Collecting drinking water at a spring near Heidelberg. Photo by Wolfgang Hoeschele/Shareable

Heidelberg would not be Heidelberg without the Neckar river. The Neckarwiese (Neckar meadow), a grassy area on the north shore of the river, is used by people of all walks of life and of all cultural backgrounds as a recreation area, for grilling, ballgames, and more. The river itself is used for rowing (an important sport here), and some side branches are used for swimming. However, a heavily trafficked road on the south shore separates the old city from the waterfront — many people who yearn for better access to the river have campaigned for putting that road underground, but this seems unlikely in the foreseeable future due to the high costs. On a less ambitious scale, there is a group called Neckarorte that seeks to promote better access to the river wherever that is possible.

But the springs and creeks that feed the Neckar from the surrounding hills must not be neglected. The water from Ziegelhausen (now a suburb of Heidelberg) has long been renowned as being of especially high quality; laundries used to be located there. Nowadays, while everyone has piped water (fed by a mix of local and regional sources), some people prefer to drink pure water from a source they know. They go and collect water from several springs surrounding Heidelberg, one of them upstream from Ziegelhausen, others on the slopes of the Königstuhl or the Heiligenberg hills, another (shown in the picture) right next to the Neckar a few miles upstream of the city. At this last spring, which is very easily accessible, cars are lined up at almost all times of day, with people who have brought large numbers of water jugs waiting for their turn to fill them.

3. The Philosophenweg

The Philosophenweg with its view of Heidelberg in early spring. Photo by Wolfgang Hoeschele/Shareable

The Philosophenweg (philosopher's path) was made famous by Romantic poets because of the excellent view of Heidelberg it affords, looking down on the city from the hill slope on the other side of the river. Like all public paths, it is shared. What makes it somewhat exceptional is that it is equally popular among tourists and residents of the city. What is more exceptional is the vigor with which its qualities are defended by the city residents.

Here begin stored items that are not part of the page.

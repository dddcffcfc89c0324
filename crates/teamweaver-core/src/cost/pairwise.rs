//! Pairwise affinity cost between two participants (Phase 2).
//!
//! Lower is better: the cost rewards complementary roles and motivations
//! while penalizing redundant strong skills and clashing work rhythms.
//!
//! ```text
//! D[i,j] = 0.4 * role_diversity_penalty
//!        + 0.3 * skill_overlap_penalty
//!        + 0.3 * comm_style_clash
//!        - 0.2 * motivation_similarity
//! ```
//!
//! Each sub-term is normalized into `[0, 1]` and the combined value is
//! clamped back into `[0, 1]`.

use crate::config::constants::{
    MAX_SKILL_LEVEL, OVERLAP_LEVEL_THRESHOLD, PAIR_COMM_CLASH_WEIGHT, PAIR_MOTIVATION_BONUS,
    PAIR_ROLE_DIVERSITY_WEIGHT, PAIR_SKILL_OVERLAP_WEIGHT, WORKLOAD_NORM_HOURS,
};
use crate::similarity;
use crate::types::Participant;

/// Affinity cost between two participants, in `[0, 1]`.
///
/// Zero for a participant paired with itself.
pub fn pair_cost(a: &Participant, b: &Participant) -> f64 {
    if a.id == b.id {
        return 0.0;
    }
    let cost = PAIR_ROLE_DIVERSITY_WEIGHT * role_diversity_penalty(a, b)
        + PAIR_SKILL_OVERLAP_WEIGHT * skill_overlap_penalty(a, b)
        + PAIR_COMM_CLASH_WEIGHT * comm_style_clash(a, b)
        - PAIR_MOTIVATION_BONUS * motivation_similarity(a, b);
    cost.clamp(0.0, 1.0)
}

/// Penalty for role incompatibility: one minus the Jaccard overlap of the
/// two primary-role sets. Medium penalty when either side lists no roles.
fn role_diversity_penalty(a: &Participant, b: &Participant) -> f64 {
    if a.primary_roles.is_empty() || b.primary_roles.is_empty() {
        return 0.5;
    }
    let intersection = a
        .primary_roles
        .iter()
        .filter(|r| b.primary_roles.contains(*r))
        .count();
    let mut union: Vec<_> = a.primary_roles.clone();
    for r in &b.primary_roles {
        if !union.contains(r) {
            union.push(*r);
        }
    }
    1.0 - intersection as f64 / union.len() as f64
}

/// Penalty for redundant strength: over skills both hold above the
/// overlap threshold, the mean of `min(level_a, level_b) / 5` scaled by
/// how much of the larger skill set is shared.
fn skill_overlap_penalty(a: &Participant, b: &Participant) -> f64 {
    if a.skills.is_empty() || b.skills.is_empty() {
        return 0.0;
    }
    let mut common = 0usize;
    let mut overlap_sum = 0.0;
    let mut overlap_count = 0usize;
    for (skill, level_a) in &a.skills {
        if let Some(level_b) = b.skills.get(skill) {
            common += 1;
            let la = f64::from(*level_a);
            let lb = f64::from(*level_b);
            if la > OVERLAP_LEVEL_THRESHOLD && lb > OVERLAP_LEVEL_THRESHOLD {
                overlap_sum += la.min(lb) / f64::from(MAX_SKILL_LEVEL);
                overlap_count += 1;
            }
        }
    }
    if overlap_count == 0 {
        return 0.0;
    }
    let avg_overlap = overlap_sum / overlap_count as f64;
    let coverage = common as f64 / a.skills.len().max(b.skills.len()) as f64;
    avg_overlap * coverage
}

/// Availability-rhythm clash, normalized over the working-week span.
fn comm_style_clash(a: &Participant, b: &Participant) -> f64 {
    let diff = f64::from(a.availability_hours.abs_diff(b.availability_hours));
    (diff / WORKLOAD_NORM_HOURS).clamp(0.0, 1.0)
}

/// Cosine similarity of motivation embeddings, clamped to `[0, 1]`;
/// zero when either embedding is missing.
fn motivation_similarity(a: &Participant, b: &Participant) -> f64 {
    match similarity::cosine_similarity(&a.motivation_embedding, &b.motivation_embedding) {
        Ok(Some(cos)) => f64::from(cos.max(0.0)),
        Ok(None) | Err(_) => 0.0,
    }
}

This became apparent to me in the spring of 2015, when the city administration had an additional bar added to a railing along this path, justified as being necessary for the safety of cyclists (even though one is not supposed to cycle here). This became a hot topic in articles and letters to the editor in the local newspaper, because the bar was ugly and obstructed people’s view of the city. Within a few weeks, the city felt obliged to pull down the bar and redo their design. An excellent example of citizens asserting their shared ownership of their view of the city.

4. Electric Power

Solar array installed by the Energiegenossenschaft Heidelberg on the rooftops of a cooperative housing tract. The solar array belongs to members of the housing cooperative. Photo courtesy of Energiegenossenschaft Heidelberg

Sharing in Heidelberg of course does not just include access to the landscape setting. I will now turn to some items that consume a large portion of every household’s budget – energy, housing, food, and mobility. The electric current and district heating in the city of Heidelberg is supplied by the Stadtwerke Heidelberg, a municipally owned company which also handles the water supply and other public works, as well as local swimming pools. They are working on consistently expanding renewable energy supplies and offer customers the opportunity to purchase 100 percent renewable power. Beyond this, there are two interesting local ways to share in promoting the "Energiewende" (energy transition) to efficient use of renewable energy.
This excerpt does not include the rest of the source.